== TASK DESCRIPTION ==
Find the lines in the records that carry the word "CurrentHunter". Copy each one.

━━━ SUPPLIED RECORDS ━━━

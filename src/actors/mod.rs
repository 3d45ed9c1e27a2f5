// ============================================================================
// Actors - Serialized Request Dispatch
// ============================================================================

pub mod order_actor;

pub use order_actor::{
    AssignPartner, CancelOrder, GetOrder, OrderActor, PlaceOrder, TransitionOrder,
};
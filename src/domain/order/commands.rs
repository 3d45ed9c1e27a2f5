use uuid::Uuid;

use super::value_objects::{ActorRef, OrderItem, OrderStatus};

// ============================================================================
// Order Commands - Represent actor intent
// ============================================================================

#[derive(Debug, Clone)]
pub enum OrderCommand {
    /// Customer places a new order. Handled at creation, not against an
    /// existing aggregate.
    Place {
        customer_id: Uuid,
        store_id: Uuid,
        items: Vec<OrderItem>,
    },
    /// Generic table-driven transition request.
    Transition {
        target: OrderStatus,
        actor: ActorRef,
    },
    /// Delivery partner accepts the job.
    AssignPartner { partner_id: Uuid },
    /// Shorthand for Transition { target: Cancelled }, with its own
    /// error reporting.
    Cancel { actor: ActorRef },
}
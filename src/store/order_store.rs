use std::collections::HashMap;
use std::sync::RwLock;
use uuid::Uuid;

use crate::domain::order::{Order, OrderCommand, OrderError, OrderEvent};

// ============================================================================
// Order Store - Single Authoritative Copy of Order State
// ============================================================================
//
// In-memory repository keyed by order id. All mutation goes through
// `apply_command`, which validates and applies under the write lock, so a
// read-modify-write on one order is atomic: two delivery partners racing
// to accept the same job resolve to exactly one winner.
//
// ============================================================================

#[derive(Default)]
pub struct OrderStore {
    orders: RwLock<HashMap<Uuid, Order>>,
}

impl OrderStore {
    pub fn new() -> Self {
        Self::default()
    }

    /// Insert a freshly placed order.
    pub fn insert(&self, order: Order) {
        let mut orders = write_lock(&self.orders);
        orders.insert(order.id, order);
    }

    /// Snapshot of one order.
    pub fn get(&self, order_id: Uuid) -> Result<Order, OrderError> {
        let orders = read_lock(&self.orders);
        orders
            .get(&order_id)
            .cloned()
            .ok_or(OrderError::NotFound(order_id))
    }

    /// Validate `command` against the current state of `order_id` and, if
    /// accepted, apply the resulting event. Returns the updated order and
    /// the event. A rejected command leaves the stored order untouched.
    pub fn apply_command(
        &self,
        order_id: Uuid,
        command: &OrderCommand,
    ) -> Result<(Order, OrderEvent), OrderError> {
        let mut orders = write_lock(&self.orders);
        let order = orders
            .get_mut(&order_id)
            .ok_or(OrderError::NotFound(order_id))?;

        let event = order.handle_command(command)?;
        order.apply_event(&event);

        Ok((order.clone(), event))
    }

    pub fn len(&self) -> usize {
        read_lock(&self.orders).len()
    }

    pub fn is_empty(&self) -> bool {
        self.len() == 0
    }
}

// A poisoned lock only means another thread panicked while holding it;
// the map stays consistent, so recover the guard and continue.
fn read_lock<T>(lock: &RwLock<T>) -> std::sync::RwLockReadGuard<'_, T> {
    match lock.read() {
        Ok(guard) => guard,
        Err(poisoned) => poisoned.into_inner(),
    }
}

fn write_lock<T>(lock: &RwLock<T>) -> std::sync::RwLockWriteGuard<'_, T> {
    match lock.write() {
        Ok(guard) => guard,
        Err(poisoned) => poisoned.into_inner(),
    }
}

// ============================================================================
// Unit Tests
// ============================================================================
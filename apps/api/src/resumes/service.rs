//! Owner-scoped résumé operations.
//!
//! Every function takes the requesting hunter's id and passes it to the store
//! alongside the document id. A document owned by someone else is reported
//! exactly like a missing one: `NotFound`, never `Forbidden`.

use tracing::{info, warn};
use uuid::Uuid;

use crate::errors::AppError;
use crate::models::resume::{
    NewResume, Pagination, Resume, ResumePage, ResumePatch, ResumeQuery, ResumeStatus,
};
use crate::resumes::validation::TITLE_MAX_CHARS;
use crate::store::{HunterStore, ResumeStore};

const COPY_SUFFIX: &str = " (Copy)";

fn not_found(id: Uuid) -> AppError {
    AppError::NotFound(format!("Resume {id} not found"))
}

/// Title for a duplicate, trimmed so the suffix still fits the title limit.
pub fn copy_title(title: &str) -> String {
    let room = TITLE_MAX_CHARS - COPY_SUFFIX.chars().count();
    let base: String = title.chars().take(room).collect();
    format!("{}{COPY_SUFFIX}", base.trim_end())
}

pub async fn list_resumes(
    store: &dyn ResumeStore,
    owner: Uuid,
    query: ResumeQuery,
) -> Result<ResumePage, AppError> {
    let (data, total) = store.list_owned(owner, &query).await?;
    let pages = (total + query.limit - 1) / query.limit;

    Ok(ResumePage {
        data,
        pagination: Pagination {
            page: query.page,
            limit: query.limit,
            total,
            pages,
        },
    })
}

/// Counts a view before returning the document.
pub async fn get_resume(store: &dyn ResumeStore, owner: Uuid, id: Uuid) -> Result<Resume, AppError> {
    store
        .record_view(owner, id)
        .await?
        .ok_or_else(|| not_found(id))
}

/// Persists the document, then awards the owner experience. The award is a
/// separate write; if it fails the résumé still stands and the failure is logged.
pub async fn create_resume(
    resumes: &dyn ResumeStore,
    hunters: &dyn HunterStore,
    owner: Uuid,
    new: NewResume,
) -> Result<Resume, AppError> {
    let resume = resumes.insert(owner, new).await?;
    info!("Hunter {owner} created resume {}", resume.id);

    match hunters.award_experience(owner).await {
        Ok(Some(hunter)) => info!(
            "Hunter {owner} now level {} ({} xp, {})",
            hunter.level, hunter.experience, hunter.rank
        ),
        Ok(None) => warn!("Experience award skipped: hunter {owner} vanished"),
        Err(e) => warn!("Experience award failed for hunter {owner}: {e}"),
    }

    Ok(resume)
}

pub async fn update_resume(
    store: &dyn ResumeStore,
    owner: Uuid,
    id: Uuid,
    patch: ResumePatch,
) -> Result<Resume, AppError> {
    store
        .update_owned(owner, id, patch)
        .await?
        .ok_or_else(|| not_found(id))
}

pub async fn delete_resume(store: &dyn ResumeStore, owner: Uuid, id: Uuid) -> Result<(), AppError> {
    if !store.delete_owned(owner, id).await? {
        return Err(not_found(id));
    }
    info!("Hunter {owner} deleted resume {id}");
    Ok(())
}

/// Copies content into a fresh draft with zeroed counters. Awards no experience.
pub async fn duplicate_resume(
    store: &dyn ResumeStore,
    owner: Uuid,
    id: Uuid,
) -> Result<Resume, AppError> {
    let source = store
        .find_owned(owner, id)
        .await?
        .ok_or_else(|| not_found(id))?;

    let copy = store
        .insert(
            owner,
            NewResume {
                title: copy_title(&source.title),
                template: source.template,
                content: source.content,
                status: ResumeStatus::Draft,
                is_public: source.is_public,
            },
        )
        .await?;

    info!("Hunter {owner} duplicated resume {id} into {}", copy.id);
    Ok(copy)
}

pub async fn record_download(
    store: &dyn ResumeStore,
    owner: Uuid,
    id: Uuid,
) -> Result<Resume, AppError> {
    store
        .record_download(owner, id)
        .await?
        .ok_or_else(|| not_found(id))
}
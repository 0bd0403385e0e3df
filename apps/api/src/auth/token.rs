//! Stateless signed bearer tokens (HS256 JWT).
//!
//! There is no server-side revocation list: a token stays valid until it
//! expires. Logout is the client discarding it; deactivating the hunter is
//! what cuts off outstanding tokens, via the access gate.

use std::time::Duration;

use anyhow::anyhow;
use chrono::{DateTime, Utc};
use jsonwebtoken::{
    decode, encode, errors::ErrorKind, Algorithm, DecodingKey, EncodingKey, Header, Validation,
};
use serde::{Deserialize, Serialize};
use thiserror::Error;
use uuid::Uuid;

use crate::errors::AppError;

#[derive(Debug, Clone, Copy, PartialEq, Eq, Error)]
pub enum TokenError {
    #[error("token is invalid")]
    Invalid,
    #[error("token has expired")]
    Expired,
}

#[derive(Debug, Serialize, Deserialize)]
struct Claims {
    sub: Uuid,
    iat: i64,
    exp: i64,
}

/// Mints and verifies tokens with a server-side secret.
#[derive(Clone)]
pub struct TokenIssuer {
    encoding: EncodingKey,
    decoding: DecodingKey,
    validation: Validation,
    ttl: chrono::Duration,
}

impl TokenIssuer {
    pub fn new(secret: &[u8], ttl: Duration) -> anyhow::Result<Self> {
        let ttl = chrono::Duration::from_std(ttl).map_err(|e| anyhow!("token ttl out of range: {e}"))?;
        let mut validation = Validation::new(Algorithm::HS256);
        validation.leeway = 0;
        Ok(Self {
            encoding: EncodingKey::from_secret(secret),
            decoding: DecodingKey::from_secret(secret),
            validation,
            ttl,
        })
    }

    pub fn issue(&self, hunter_id: Uuid) -> Result<String, AppError> {
        self.issue_at(hunter_id, Utc::now())
    }

    fn issue_at(&self, hunter_id: Uuid, issued_at: DateTime<Utc>) -> Result<String, AppError> {
        let claims = Claims {
            sub: hunter_id,
            iat: issued_at.timestamp(),
            exp: (issued_at + self.ttl).timestamp(),
        };
        encode(&Header::new(Algorithm::HS256), &claims, &self.encoding)
            .map_err(|e| AppError::Internal(anyhow!("token signing failed: {e}")))
    }

    /// Returns the embedded hunter id.
    pub fn verify(&self, token: &str) -> Result<Uuid, TokenError> {
        decode::<Claims>(token, &self.decoding, &self.validation)
            .map(|data| data.claims.sub)
            .map_err(|e| match e.kind() {
                ErrorKind::ExpiredSignature => TokenError::Expired,
                _ => TokenError::Invalid,
            })
    }
}
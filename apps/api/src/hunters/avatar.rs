//! Avatar images: type/size checks, the blob-store seam, and the upload handler.

use async_trait::async_trait;
use aws_sdk_s3::primitives::ByteStream;
use axum::{
    extract::{multipart::MultipartRejection, Multipart, State},
    http::StatusCode,
    Extension, Json,
};
use bytes::Bytes;
use tracing::info;
use uuid::Uuid;

use crate::auth::CurrentHunter;
use crate::errors::AppError;
use crate::models::hunter::{Hunter, ProfileChanges};
use crate::state::AppState;

pub const AVATAR_MAX_BYTES: usize = 5 * 1024 * 1024;
pub const AVATAR_FIELD: &str = "avatar";

/// Request body cap for the upload route: the image plus multipart framing.
pub const AVATAR_BODY_LIMIT: usize = AVATAR_MAX_BYTES + 64 * 1024;

#[async_trait]
pub trait AvatarStore: Send + Sync {
    async fn put(&self, key: &str, data: Bytes, content_type: &str) -> Result<(), AppError>;
}

pub struct S3AvatarStore {
    client: aws_sdk_s3::Client,
    bucket: String,
}

impl S3AvatarStore {
    pub fn new(client: aws_sdk_s3::Client, bucket: String) -> Self {
        Self { client, bucket }
    }
}

#[async_trait]
impl AvatarStore for S3AvatarStore {
    async fn put(&self, key: &str, data: Bytes, content_type: &str) -> Result<(), AppError> {
        self.client
            .put_object()
            .bucket(&self.bucket)
            .key(key)
            .body(ByteStream::from(data))
            .content_type(content_type)
            .send()
            .await
            .map_err(|e| AppError::Storage(format!("S3 upload of {key} failed: {e}")))?;

        info!("Uploaded avatar to s3://{}/{}", self.bucket, key);
        Ok(())
    }
}

#[cfg(test)]
#[derive(Default)]
pub struct MemoryAvatarStore {
    pub objects: tokio::sync::RwLock<std::collections::HashMap<String, (Bytes, String)>>,
}

#[cfg(test)]
#[async_trait]
impl AvatarStore for MemoryAvatarStore {
    async fn put(&self, key: &str, data: Bytes, content_type: &str) -> Result<(), AppError> {
        self.objects
            .write()
            .await
            .insert(key.to_string(), (data, content_type.to_string()));
        Ok(())
    }
}

/// File extension for an accepted image type.
pub fn image_extension(content_type: &str) -> Result<&'static str, AppError> {
    match content_type {
        "image/jpeg" => Ok("jpg"),
        "image/png" => Ok("png"),
        "image/gif" => Ok("gif"),
        other => Err(AppError::UnsupportedMediaType(format!(
            "Avatar must be a JPEG, PNG or GIF image, got '{other}'"
        ))),
    }
}

pub fn check_avatar_size(len: usize) -> Result<(), AppError> {
    if len == 0 {
        return Err(AppError::invalid(AVATAR_FIELD, "Avatar file is empty"));
    }
    if len > AVATAR_MAX_BYTES {
        return Err(AppError::PayloadTooLarge(format!(
            "Avatar must not exceed {} MiB",
            AVATAR_MAX_BYTES / (1024 * 1024)
        )));
    }
    Ok(())
}

pub fn avatar_key(hunter_id: Uuid, extension: &str) -> String {
    format!("avatars/{hunter_id}/{}.{extension}", Uuid::new_v4())
}

fn multipart_error(status: StatusCode, text: String) -> AppError {
    if status == StatusCode::PAYLOAD_TOO_LARGE {
        AppError::PayloadTooLarge(text)
    } else {
        AppError::invalid(AVATAR_FIELD, text)
    }
}

/// Stores the image, then records its key on the hunter.
pub async fn store_avatar(
    state: &AppState,
    hunter_id: Uuid,
    content_type: &str,
    data: Bytes,
) -> Result<Hunter, AppError> {
    let extension = image_extension(content_type)?;
    check_avatar_size(data.len())?;

    let key = avatar_key(hunter_id, extension);
    state.avatars.put(&key, data, content_type).await?;

    let hunter = state
        .hunters
        .update_profile(
            hunter_id,
            ProfileChanges {
                avatar: Some(key),
                ..Default::default()
            },
        )
        .await?
        .ok_or(AppError::Unauthorized)?;

    info!("Hunter {hunter_id} updated avatar");
    Ok(hunter)
}

/// POST /api/v1/users/avatar (multipart field `avatar`)
pub async fn handle_upload_avatar(
    State(state): State<AppState>,
    Extension(CurrentHunter(hunter)): Extension<CurrentHunter>,
    multipart: Result<Multipart, MultipartRejection>,
) -> Result<Json<Hunter>, AppError> {
    let mut multipart = multipart.map_err(|e| multipart_error(e.status(), e.body_text()))?;

    while let Some(field) = multipart
        .next_field()
        .await
        .map_err(|e| multipart_error(e.status(), e.body_text()))?
    {
        if field.name() != Some(AVATAR_FIELD) {
            continue;
        }
        let content_type = field.content_type().unwrap_or_default().to_string();
        // Reject the type before buffering the file.
        image_extension(&content_type)?;

        let data = field
            .bytes()
            .await
            .map_err(|e| multipart_error(e.status(), e.body_text()))?;
        let updated = store_avatar(&state, hunter.id, &content_type, data).await?;
        return Ok(Json(updated));
    }

    Err(AppError::invalid(AVATAR_FIELD, "Please upload an image file"))
}

#[cfg(test)]
mod tests {
    use super::*;

    #[test]
    fn test_accepted_image_types() {
        assert_eq!(image_extension("image/jpeg").unwrap(), "jpg");
        assert_eq!(image_extension("image/png").unwrap(), "png");
        assert_eq!(image_extension("image/gif").unwrap(), "gif");
        assert!(matches!(
            image_extension("application/pdf"),
            Err(AppError::UnsupportedMediaType(_))
        ));
        assert!(matches!(
            image_extension(""),
            Err(AppError::UnsupportedMediaType(_))
        ));
    }

    #[test]
    fn test_size_limit() {
        assert!(check_avatar_size(AVATAR_MAX_BYTES).is_ok());
        assert!(matches!(
            check_avatar_size(AVATAR_MAX_BYTES + 1),
            Err(AppError::PayloadTooLarge(_))
        ));
        assert!(matches!(check_avatar_size(0), Err(AppError::Validation(_))));
    }

    #[test]
    fn test_avatar_key_layout() {
        let hunter_id = Uuid::new_v4();
        let key = avatar_key(hunter_id, "png");
        assert!(key.starts_with(&format!("avatars/{hunter_id}/")));
        assert!(key.ends_with(".png"));
    }

    #[tokio::test]
    async fn test_store_avatar_records_key() {
        let avatars = std::sync::Arc::new(MemoryAvatarStore::default());
        let state = AppState {
            avatars: avatars.clone(),
            ..AppState::for_tests()
        };
        let hunter = state
            .credentials()
            .create(
                "Tank".to_string(),
                "tank@shadow.army".to_string(),
                "ice-bear".to_string(),
            )
            .await
            .unwrap();

        let updated = store_avatar(&state, hunter.id, "image/png", Bytes::from_static(b"\x89PNG"))
            .await
            .unwrap();

        assert!(updated.avatar.ends_with(".png"));
        let objects = avatars.objects.read().await;
        let (data, content_type) = objects.get(&updated.avatar).unwrap();
        assert_eq!(data.as_ref(), b"\x89PNG");
        assert_eq!(content_type, "image/png");
    }

    #[tokio::test]
    async fn test_store_avatar_rejects_before_upload() {
        let avatars = std::sync::Arc::new(MemoryAvatarStore::default());
        let state = AppState {
            avatars: avatars.clone(),
            ..AppState::for_tests()
        };
        let err = store_avatar(&state, Uuid::new_v4(), "text/plain", Bytes::from_static(b"hi"))
            .await
            .unwrap_err();
        assert!(matches!(err, AppError::UnsupportedMediaType(_)));
        assert!(avatars.objects.read().await.is_empty());
    }
}
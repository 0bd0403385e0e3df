pub mod health;

use axum::{
    extract::DefaultBodyLimit,
    middleware,
    routing::{get, post},
    Router,
};

use crate::auth::{self, require_hunter};
use crate::hunters::{self, avatar::AVATAR_BODY_LIMIT};
use crate::rate_limit;
use crate::resumes;
use crate::state::AppState;

pub fn build_router(state: AppState) -> Router {
    let public = Router::new()
        .route("/api/v1/auth/register", post(auth::handlers::handle_register))
        .route("/api/v1/auth/login", post(auth::handlers::handle_login));

    let protected = Router::new()
        // Auth
        .route("/api/v1/auth/me", get(auth::handlers::handle_me))
        // Hunter profile
        .route(
            "/api/v1/users/profile",
            get(hunters::handlers::handle_get_profile).put(hunters::handlers::handle_update_profile),
        )
        .route(
            "/api/v1/users/avatar",
            post(hunters::avatar::handle_upload_avatar)
                .layer(DefaultBodyLimit::max(AVATAR_BODY_LIMIT)),
        )
        .route("/api/v1/users/deactivate", post(hunters::handlers::handle_deactivate))
        .route("/api/v1/users/dashboard", get(hunters::handlers::handle_dashboard))
        // Resumes
        .route(
            "/api/v1/resumes",
            get(resumes::handlers::handle_list).post(resumes::handlers::handle_create),
        )
        .route(
            "/api/v1/resumes/:id",
            get(resumes::handlers::handle_get)
                .put(resumes::handlers::handle_update)
                .delete(resumes::handlers::handle_delete),
        )
        .route(
            "/api/v1/resumes/:id/duplicate",
            post(resumes::handlers::handle_duplicate),
        )
        .route(
            "/api/v1/resumes/:id/download",
            post(resumes::handlers::handle_download),
        )
        .route_layer(middleware::from_fn_with_state(state.clone(), require_hunter));

    let api = public
        .merge(protected)
        .layer(middleware::from_fn_with_state(state.clone(), rate_limit::enforce));

    Router::new()
        .route("/health", get(health::health_handler))
        .merge(api)
        .with_state(state)
}
//! Credential store. The only code that sees password hashes.

use std::sync::Arc;

use tracing::info;

use crate::auth::password::{hash_password, verify_password};
use crate::errors::AppError;
use crate::models::hunter::{Hunter, NewHunter};
use crate::store::{HunterStore, DUPLICATE_EMAIL_MESSAGE};

#[derive(Clone)]
pub struct CredentialStore {
    hunters: Arc<dyn HunterStore>,
}

impl CredentialStore {
    pub fn new(hunters: Arc<dyn HunterStore>) -> Self {
        Self { hunters }
    }

    /// Registers a hunter. `email` must already be normalized.
    pub async fn create(
        &self,
        name: String,
        email: String,
        secret: String,
    ) -> Result<Hunter, AppError> {
        if self.hunters.find_by_email(&email).await?.is_some() {
            return Err(AppError::Conflict(DUPLICATE_EMAIL_MESSAGE.to_string()));
        }

        let password_hash = hash_password(secret).await?;
        // The unique index still catches a concurrent registration of the same email.
        let hunter = self
            .hunters
            .insert(NewHunter {
                name,
                email,
                password_hash,
            })
            .await?;

        info!("Registered hunter {}", hunter.id);
        Ok(hunter)
    }

    /// `None` when no hunter has this email; otherwise the hunter and whether
    /// the candidate matched.
    pub async fn verify(
        &self,
        email: &str,
        candidate: String,
    ) -> Result<Option<(Hunter, bool)>, AppError> {
        let Some((hunter, stored_hash)) = self.hunters.find_credentials(email).await? else {
            return Ok(None);
        };
        let matched = verify_password(candidate, stored_hash).await?;
        Ok(Some((hunter, matched)))
    }
}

━━━

== ANSWER FOR THIS EXERCISE ==
use crate::auth::CurrentHunter;
    Extension(CurrentHunter(hunter)): Extension<CurrentHunter>,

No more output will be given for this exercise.